Lasonder: ‘Er zitten altijd goede kanten aan. Mensen hebben sterkere privacyrechten en het dwingt organisaties om goed te kijken naar de gegevens die ze wel en niet nodig hebben. Dus ook een stuk zelfreflectie. Aan de andere kant betekent de wet bijvoorbeeld voor ons wetenschappelijk personeel dat er meer administratieve taken bijkomen, bovenop de stapel die er al ligt. Het is goed om over deze privacywetgeving na te denken, maar we moeten oppassen dat we er niet in doorschieten.’
Tot slot, nog advies aan UT’ers die twijfels hebben of ze aan de wet voldoen?
Swaters: ‘Kijk goed naar waar je persoonsgegevens bewaard hebt en of je ze nog daadwerkelijk nodig hebt.
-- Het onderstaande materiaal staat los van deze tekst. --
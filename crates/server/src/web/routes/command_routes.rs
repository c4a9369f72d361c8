use axum::{
    extract::{Path, Query, State},
    routing::{get, post},
    Json, Router,
};
use serde::{Deserialize, Serialize};
use std::sync::Arc;
use uuid::Uuid;

use crate::db::models::Command;
use crate::server::command_queue::PollPolicy;
use crate::web::{AppError, AppState};

pub fn create_command_router() -> Router<Arc<AppState>> {
    Router::new()
        .route("/{id}", get(get_command_handler))
        .route("/{id}/wait", post(wait_for_command_handler))
}

#[derive(Debug, Deserialize)]
pub struct WaitQuery {
    /// Lowers the poll cap for this request; never raises it.
    pub max_attempts: Option<u32>,
}

#[derive(Debug, Serialize)]
pub struct WaitResponse {
    pub command: Command,
    pub timed_out: bool,
}

async fn get_command_handler(
    State(app_state): State<Arc<AppState>>,
    Path(id): Path<Uuid>,
) -> Result<Json<Command>, AppError> {
    let command = app_state
        .command_queue
        .get(id)
        .await?
        .ok_or_else(|| AppError::NotFound(format!("Command {id} not found")))?;
    Ok(Json(command))
}

async fn wait_for_command_handler(
    State(app_state): State<Arc<AppState>>,
    Path(id): Path<Uuid>,
    Query(query): Query<WaitQuery>,
) -> Result<Json<WaitResponse>, AppError> {
    let mut policy = PollPolicy::default();
    if let Some(cap) = query.max_attempts {
        policy.max_attempts = cap.clamp(1, policy.max_attempts);
    }

    // Subscribe before the first read so a result landing in between is not missed.
    let hints = app_state.events.subscribe();
    let current = app_state
        .command_queue
        .get(id)
        .await?
        .ok_or_else(|| AppError::NotFound(format!("Command {id} not found")))?;
    if current.status.is_terminal() {
        return Ok(Json(WaitResponse {
            command: current,
            timed_out: false,
        }));
    }

    let outcome = app_state
        .command_queue
        .wait_for_result(id, policy, Some(hints))
        .await?;
    let timed_out = outcome.timed_out();
    Ok(Json(WaitResponse {
        command: outcome.into_command(),
        timed_out,
    }))
}
use serde::Deserialize;
use std::fs;
use std::path::Path;

#[derive(Deserialize, Debug, Clone, PartialEq)]
pub struct ServerConfig {
    #[serde(default = "default_listen_address")]
    pub listen_address: String,

    /// Without a database URL the server keeps everything in memory.
    #[serde(default)]
    pub database_url: Option<String>,

    #[serde(default = "default_max_db_connections")]
    pub max_db_connections: u32,

    #[serde(default = "default_log_dir")]
    pub log_dir: String,

    #[serde(default = "default_public_url")]
    pub public_url: String,

    #[serde(default)]
    pub agent_download_url: Option<String>,

    #[serde(default)]
    pub dashboard_token: Option<String>,

    #[serde(default)]
    pub enrollment_token: Option<String>,

    #[serde(default = "default_staleness_threshold_seconds")]
    pub staleness_threshold_seconds: u64,

    #[serde(default = "default_status_sweep_interval_seconds")]
    pub status_sweep_interval_seconds: u64,

    #[serde(default = "default_metrics_retention_hours")]
    pub metrics_retention_hours: u64,

    #[serde(default = "default_retention_interval_seconds")]
    pub retention_interval_seconds: u64,

    #[serde(default = "default_alert_evaluation_interval_seconds")]
    pub alert_evaluation_interval_seconds: u64,
}

// Partial config for layering
#[derive(Deserialize, Default, Debug)]
struct PartialServerConfig {
    listen_address: Option<String>,
    database_url: Option<String>,
    max_db_connections: Option<u32>,
    log_dir: Option<String>,
    public_url: Option<String>,
    agent_download_url: Option<String>,
    dashboard_token: Option<String>,
    enrollment_token: Option<String>,
    staleness_threshold_seconds: Option<u64>,
    status_sweep_interval_seconds: Option<u64>,
    metrics_retention_hours: Option<u64>,
    retention_interval_seconds: Option<u64>,
    alert_evaluation_interval_seconds: Option<u64>,
}

fn default_listen_address() -> String {
    "0.0.0.0:8080".to_string()
}

fn default_max_db_connections() -> u32 {
    10
}

fn default_log_dir() -> String {
    "logs".to_string()
}

fn default_public_url() -> String {
    "http://localhost:8080".to_string()
}

fn default_staleness_threshold_seconds() -> u64 {
    90
}

fn default_status_sweep_interval_seconds() -> u64 {
    30
}

fn default_metrics_retention_hours() -> u64 {
    168
}

fn default_retention_interval_seconds() -> u64 {
    3600
}

fn default_alert_evaluation_interval_seconds() -> u64 {
    60
}

impl Default for ServerConfig {
    fn default() -> Self {
        Self::merge(PartialServerConfig::default(), PartialServerConfig::default())
    }
}

impl ServerConfig {
    pub fn load(config_path: Option<&str>) -> Result<Self, String> {
        dotenv::dotenv().ok();

        // 1. Load from file (optional)
        let file_config: PartialServerConfig = match config_path {
            Some(path_str) if Path::new(path_str).exists() => {
                let path = Path::new(path_str);
                let contents = fs::read_to_string(path)
                    .map_err(|e| format!("Failed to read config file at {path:?}: {e}"))?;
                toml::from_str(&contents)
                    .map_err(|e| format!("Failed to parse TOML from config file at {path:?}: {e}"))?
            }
            _ => PartialServerConfig::default(),
        };

        // 2. Load from environment variables
        let env_config: PartialServerConfig = envy::from_env::<PartialServerConfig>()
            .map_err(|e| format!("Failed to load config from environment: {e}"))?;

        // 3. Merge: environment overrides file
        let config = Self::merge(env_config, file_config);
        config.validate()?;
        Ok(config)
    }

    fn merge(env: PartialServerConfig, file: PartialServerConfig) -> Self {
        ServerConfig {
            listen_address: env
                .listen_address
                .or(file.listen_address)
                .unwrap_or_else(default_listen_address),
            database_url: env
                .database_url
                .or(file.database_url)
                .filter(|u| !u.is_empty()),
            max_db_connections: env
                .max_db_connections
                .or(file.max_db_connections)
                .unwrap_or_else(default_max_db_connections),
            log_dir: env.log_dir.or(file.log_dir).unwrap_or_else(default_log_dir),
            public_url: env
                .public_url
                .or(file.public_url)
                .map(|u| u.trim_end_matches('/').to_string())
                .unwrap_or_else(default_public_url),
            agent_download_url: env.agent_download_url.or(file.agent_download_url),
            dashboard_token: env
                .dashboard_token
                .or(file.dashboard_token)
                .filter(|t| !t.is_empty()),
            enrollment_token: env
                .enrollment_token
                .or(file.enrollment_token)
                .filter(|t| !t.is_empty()),
            staleness_threshold_seconds: env
                .staleness_threshold_seconds
                .or(file.staleness_threshold_seconds)
                .unwrap_or_else(default_staleness_threshold_seconds),
            status_sweep_interval_seconds: env
                .status_sweep_interval_seconds
                .or(file.status_sweep_interval_seconds)
                .unwrap_or_else(default_status_sweep_interval_seconds),
            metrics_retention_hours: env
                .metrics_retention_hours
                .or(file.metrics_retention_hours)
                .unwrap_or_else(default_metrics_retention_hours),
            retention_interval_seconds: env
                .retention_interval_seconds
                .or(file.retention_interval_seconds)
                .unwrap_or_else(default_retention_interval_seconds),
            alert_evaluation_interval_seconds: env
                .alert_evaluation_interval_seconds
                .or(file.alert_evaluation_interval_seconds)
                .unwrap_or_else(default_alert_evaluation_interval_seconds),
        }
    }

    fn validate(&self) -> Result<(), String> {
        let intervals = [
            ("STATUS_SWEEP_INTERVAL_SECONDS", self.status_sweep_interval_seconds),
            ("RETENTION_INTERVAL_SECONDS", self.retention_interval_seconds),
            (
                "ALERT_EVALUATION_INTERVAL_SECONDS",
                self.alert_evaluation_interval_seconds,
            ),
        ];
        for (name, value) in intervals {
            if value == 0 {
                return Err(format!("{name} must be greater than zero"));
            }
        }
        Ok(())
    }

    /// Where installers and self-updates fetch the agent binary from.
    pub fn agent_download_url(&self) -> String {
        self.agent_download_url
            .clone()
            .unwrap_or_else(|| format!("{}/downloads/fleetwatch-agent", self.public_url))
    }

    pub fn staleness_threshold(&self) -> chrono::Duration {
        let seconds = i64::try_from(self.staleness_threshold_seconds).unwrap_or(i64::MAX / 1000);
        chrono::Duration::seconds(seconds)
    }
}
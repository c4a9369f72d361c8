use axum::{
    http::Method,
    middleware as axum_middleware,
    routing::get,
    Router,
};
use std::sync::Arc;
use tower_http::cors::{Any, CorsLayer};

use crate::alerting::evaluation_service::EvaluationService;
use crate::db::Store;
use crate::server::command_queue::CommandQueue;
use crate::server::config::ServerConfig;
use crate::server::events::EventBroadcaster;
use crate::server::gateway::IngestionGateway;
use crate::web::{middleware::auth, routes::*};

pub mod error;
pub mod middleware;
pub mod routes;
pub mod websocket_handler;

pub use error::AppError;

pub struct AppState {
    pub store: Arc<dyn Store>,
    pub command_queue: Arc<CommandQueue>,
    pub gateway: Arc<IngestionGateway>,
    pub evaluation_service: Arc<EvaluationService>,
    pub events: EventBroadcaster,
    pub config: Arc<ServerConfig>,
}

impl AppState {
    /// Wires every service around one store handle and one event channel.
    pub fn new(store: Arc<dyn Store>, config: Arc<ServerConfig>) -> Self {
        let events = EventBroadcaster::default();
        let command_queue = Arc::new(CommandQueue::new(store.clone(), events.clone()));
        let gateway = Arc::new(IngestionGateway::new(
            store.clone(),
            command_queue.clone(),
            events.clone(),
            config.enrollment_token.clone(),
        ));
        let evaluation_service = Arc::new(EvaluationService::new(store.clone(), events.clone()));
        Self {
            store,
            command_queue,
            gateway,
            evaluation_service,
            events,
            config,
        }
    }
}

async fn health_check_handler() -> &'static str {
    "OK"
}

pub fn create_axum_router(app_state: Arc<AppState>) -> Router {
    let cors = CorsLayer::new()
        .allow_origin(Any)
        .allow_methods(vec![
            Method::GET,
            Method::POST,
            Method::PUT,
            Method::PATCH,
            Method::DELETE,
            Method::OPTIONS,
        ])
        .allow_headers(Any);

    Router::new()
        .route("/health", get(health_check_handler))
        .route("/install-agent.sh", get(install_routes::install_script_handler))
        .route("/ws/events", get(websocket_handler::events_websocket_handler))
        .merge(agent_routes::create_agent_router())
        .nest(
            "/api/servers",
            server_routes::create_server_router()
                .route_layer(axum_middleware::from_fn_with_state(app_state.clone(), auth::auth)),
        )
        .nest(
            "/api/commands",
            command_routes::create_command_router()
                .route_layer(axum_middleware::from_fn_with_state(app_state.clone(), auth::auth)),
        )
        .nest(
            "/api/alerts",
            alert_routes::create_alert_router()
                .route_layer(axum_middleware::from_fn_with_state(app_state.clone(), auth::auth)),
        )
        .nest(
            "/api/alert-rules",
            alert_routes::create_alert_rule_router()
                .route_layer(axum_middleware::from_fn_with_state(app_state.clone(), auth::auth)),
        )
        .layer(cors)
        .with_state(app_state)
}
pub mod agent_modules;
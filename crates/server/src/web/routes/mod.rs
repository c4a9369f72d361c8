pub mod agent_routes;
pub mod alert_routes;
pub mod command_routes;
pub mod install_routes;
pub mod server_routes;
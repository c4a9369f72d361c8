use fleetwatch_common::CommandStatus;
use std::process::{ExitStatus, Stdio};
use std::time::Duration;
use tokio::fs;
use tokio::process::Command as TokioCommand;
use tracing::{debug, info, warn};

/// Cap on the stdout or stderr text sent back with a result.
pub const MAX_OUTPUT_BYTES: usize = 64 * 1024;
const TRUNCATION_NOTICE: &str = "\n... [output truncated]";

#[derive(Debug, Clone, PartialEq, Eq)]
pub struct ExecutionOutcome {
    pub status: CommandStatus,
    pub output: String,
}

impl ExecutionOutcome {
    fn failed(output: impl Into<String>) -> Self {
        Self {
            status: CommandStatus::Failed,
            output: output.into(),
        }
    }
}

pub fn truncate_output(text: &str) -> String {
    if text.len() <= MAX_OUTPUT_BYTES {
        return text.to_string();
    }
    let mut end = MAX_OUTPUT_BYTES;
    while !text.is_char_boundary(end) {
        end -= 1;
    }
    format!("{}{TRUNCATION_NOTICE}", &text[..end])
}

/// Kills the script and anything it started. The script leads its own
/// process group, so the group id is its pid.
fn kill_process_group(pid: u32) {
    let Ok(pgid) = libc::pid_t::try_from(pid) else {
        return;
    };
    // SAFETY: killpg only sends a signal; a stale pgid yields ESRCH.
    let rc = unsafe { libc::killpg(pgid, libc::SIGKILL) };
    if rc != 0 {
        debug!(pgid, error = %std::io::Error::last_os_error(), "killpg failed.");
    }
}

fn describe_exit(status: ExitStatus, stdout: &str, stderr: &str) -> ExecutionOutcome {
    if status.success() {
        let output = if stdout.trim().is_empty() {
            "Command completed successfully".to_string()
        } else {
            truncate_output(stdout)
        };
        return ExecutionOutcome {
            status: CommandStatus::Completed,
            output,
        };
    }
    if !stderr.trim().is_empty() {
        return ExecutionOutcome::failed(truncate_output(stderr));
    }
    match status.code() {
        Some(code) => ExecutionOutcome::failed(format!("Command failed with exit code {code}")),
        None => ExecutionOutcome::failed("Command was terminated by a signal"),
    }
}

/// Runs `script` through `/bin/bash` from a temporary file. If it outlives
/// `timeout` its whole process group is killed.
pub async fn execute_script(script: &str, timeout: Duration) -> ExecutionOutcome {
    if script.trim().is_empty() {
        return ExecutionOutcome::failed("Error: empty command");
    }

    let temp_file = match tempfile::Builder::new().suffix(".sh").tempfile() {
        Ok(file) => file,
        Err(e) => return ExecutionOutcome::failed(format!("Error: failed to create script file: {e}")),
    };
    if let Err(e) = fs::write(temp_file.path(), script.as_bytes()).await {
        return ExecutionOutcome::failed(format!("Error: failed to write script file: {e}"));
    }
    // Closes our handle; the file is removed when `temp_path` drops.
    let temp_path = temp_file.into_temp_path();

    let mut command = TokioCommand::new("/bin/bash");
    command
        .arg(&*temp_path)
        .stdin(Stdio::null())
        .stdout(Stdio::piped())
        .stderr(Stdio::piped())
        .process_group(0)
        .kill_on_drop(true);

    let child = match command.spawn() {
        Ok(child) => child,
        Err(e) => return ExecutionOutcome::failed(format!("Error: {e}")),
    };
    let pid = child.id();
    info!(pid = ?pid, "Spawned command process.");

    match tokio::time::timeout(timeout, child.wait_with_output()).await {
        Ok(Ok(output)) => {
            let stdout = String::from_utf8_lossy(&output.stdout);
            let stderr = String::from_utf8_lossy(&output.stderr);
            let outcome = describe_exit(output.status, &stdout, &stderr);
            info!(status = %outcome.status, exit = ?output.status.code(), "Command finished.");
            outcome
        }
        Ok(Err(e)) => ExecutionOutcome::failed(format!("Error: {e}")),
        Err(_) => {
            if let Some(pid) = pid {
                kill_process_group(pid);
            }
            warn!(timeout_secs = timeout.as_secs(), "Command timed out; process group killed.");
            ExecutionOutcome::failed(format!("Command timeout ({}s)", timeout.as_secs()))
        }
    }
}

#[cfg(test)]
mod tests {
    use super::*;
    use std::time::Instant;

    const LIMIT: Duration = Duration::from_secs(30);

    #[tokio::test]
    async fn success_returns_stdout() {
        let outcome = execute_script("echo hello", LIMIT).await;
        assert_eq!(outcome.status, CommandStatus::Completed);
        assert_eq!(outcome.output, "hello\n");
    }

    #[tokio::test]
    async fn silent_success_gets_placeholder() {
        let outcome = execute_script("true", LIMIT).await;
        assert_eq!(outcome.status, CommandStatus::Completed);
        assert_eq!(outcome.output, "Command completed successfully");
    }

    #[tokio::test]
    async fn failure_prefers_stderr() {
        let outcome = execute_script("echo boom >&2; exit 1", LIMIT).await;
        assert_eq!(outcome.status, CommandStatus::Failed);
        assert_eq!(outcome.output, "boom\n");

        let outcome = execute_script("exit 3", LIMIT).await;
        assert_eq!(outcome.status, CommandStatus::Failed);
        assert_eq!(outcome.output, "Command failed with exit code 3");
    }

    #[tokio::test]
    async fn multi_line_scripts_run_as_one_unit() {
        let outcome = execute_script("x=4\nif [ \"$x\" -gt 3 ]; then\n  echo big\nfi", LIMIT).await;
        assert_eq!(outcome.output, "big\n");
    }

    #[tokio::test]
    async fn timeout_kills_and_fails() {
        let started = Instant::now();
        let outcome = execute_script("sleep 20", Duration::from_secs(1)).await;
        assert_eq!(outcome.status, CommandStatus::Failed);
        assert_eq!(outcome.output, "Command timeout (1s)");
        assert!(started.elapsed() < Duration::from_secs(10));
    }

    fn is_gone_or_zombie(pid: &str) -> bool {
        match std::fs::read_to_string(format!("/proc/{pid}/stat")) {
            Err(_) => true,
            Ok(stat) => stat
                .rsplit(')')
                .next()
                .is_some_and(|rest| rest.trim_start().starts_with('Z')),
        }
    }

    #[tokio::test]
    async fn timeout_kills_background_children_too() {
        let dir = tempfile::tempdir().unwrap();
        let pid_file = dir.path().join("child.pid");
        let script = format!("sleep 30 &\necho $! > {}\nwait", pid_file.display());

        let outcome = execute_script(&script, Duration::from_secs(1)).await;
        assert_eq!(outcome.output, "Command timeout (1s)");

        let pid = std::fs::read_to_string(&pid_file).unwrap().trim().to_string();
        assert!(!pid.is_empty());
        let deadline = Instant::now() + Duration::from_secs(5);
        while !is_gone_or_zombie(&pid) && Instant::now() < deadline {
            tokio::time::sleep(Duration::from_millis(50)).await;
        }
        assert!(is_gone_or_zombie(&pid), "background sleep {pid} survived the timeout");
    }

    #[tokio::test]
    async fn large_output_is_capped() {
        let outcome = execute_script("head -c 200000 /dev/zero | tr '\\0' 'a'", LIMIT).await;
        assert_eq!(outcome.status, CommandStatus::Completed);
        assert!(outcome.output.len() <= MAX_OUTPUT_BYTES + TRUNCATION_NOTICE.len());
        assert!(outcome.output.ends_with("[output truncated]"));
    }

    #[test]
    fn truncation_respects_char_boundaries() {
        let text = "é".repeat(MAX_OUTPUT_BYTES);
        let cut = truncate_output(&text);
        assert!(cut.ends_with(TRUNCATION_NOTICE));
        assert!(cut.len() <= MAX_OUTPUT_BYTES + TRUNCATION_NOTICE.len());
        assert_eq!(truncate_output("short"), "short");
    }

    #[tokio::test]
    async fn empty_script_is_rejected() {
        let outcome = execute_script("   ", LIMIT).await;
        assert_eq!(outcome.status, CommandStatus::Failed);
        assert!(outcome.output.starts_with("Error:"));
    }
}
Als dat niet het geval is, gooi de gegevens dan weg. En bij een security-incident of datalek, meld het alsjeblieft direct bij ons. Zelfs een verloren USB-stick is in feite al een mogelijk datalek, om maar wat te noemen. De allereerste verplichting is om te zorgen dat je informatie veilig is opgeborgen.’
‘Na vandaag houdt het overigens absoluut niet op voor ons. Deze wetgeving blijft de komende tijd onze aandacht vereisen. Eigenlijk geldt voor iedere UT’er: niet de boel laten verslappen.’